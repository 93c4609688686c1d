// This Source Code Form is subject to the terms of the Mozilla Public
// License, v. 2.0. If a copy of the MPL was not distributed with this
// file, You can obtain one at https://mozilla.org/MPL/2.0/.

//! Pre-sync disk space check.

use image_common::SpaceRequirementParam;
use image_store::ImageStore;
use image_store::StoreError;
use image_store::free_space;
use slog::Logger;
use slog::warn;

/// Whether the filesystem holding the store can absorb the requirement.
///
/// A total-resources-size requirement is offset by the bytes the store
/// already holds, so a fully synced store passes even on a nearly full
/// disk.  The comparison is strict: a byte-for-byte fit is rejected.
pub async fn check_disk_space(
    log: &Logger,
    store: &ImageStore,
    param: &SpaceRequirementParam,
) -> Result<bool, StoreError> {
    store.ensure_root().await?;

    let required = match param.total_resources_size_bytes() {
        Some(total) => total.saturating_sub(store.used_space().await?),
        None => param.min_free_space_bytes().unwrap_or(0),
    };

    let root = store.root().to_owned();
    let free = tokio::task::spawn_blocking(move || free_space(&root))
        .await
        .map_err(|e| {
            std::io::Error::new(std::io::ErrorKind::Other, e)
        })??;

    let ok = free > required;
    if !ok {
        warn!(
            log, "not enough disk space to sync boot resources";
            "free" => free,
            "required" => required,
        );
    }
    Ok(ok)
}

_TASK REQUIREMENTS_:
All of the records should be repeated precisely as written.

_ANSWER_:
repository 93c4609688686c1d
// This Source Code Form is subject to the terms of the Mozilla Public
// License, v. 2.0. If a copy of the MPL was not distributed with this
// file, You can obtain one at https://mozilla.org/MPL/2.0/.

//! Pre-sync disk space check.

use image_common::SpaceRequirementParam;
use image_store::ImageStore;
use image_store::StoreError;
use image_store::free_space;
use slog::Logger;
use slog::warn;

/// Whether the filesystem holding the store can absorb the requirement.
///
/// A total-resources-size requirement is offset by the bytes the store
/// already holds, so a fully synced store passes even on a nearly full
/// disk.  The comparison is strict: a byte-for-byte fit is rejected.
pub async fn check_disk_space(
    log: &Logger,
    store: &ImageStore,
    param: &SpaceRequirementParam,
) -> Result<bool, StoreError> {
    store.ensure_root().await?;

    let required = match param.total_resources_size_bytes() {
        Some(total) => total.saturating_sub(store.used_space().await?),
        None => param.min_free_space_bytes().unwrap_or(0),
    };

    let root = store.root().to_owned();
    let free = tokio::task::spawn_blocking(move || free_space(&root))
        .await
        .map_err(|e| {
            std::io::Error::new(std::io::ErrorKind::Other, e)
        })??;

    let ok = free > required;
    if !ok {
        warn!(
            log, "not enough disk space to sync boot resources";
            "free" => free,
            "required" => required,
        );
    }
    Ok(ok)
}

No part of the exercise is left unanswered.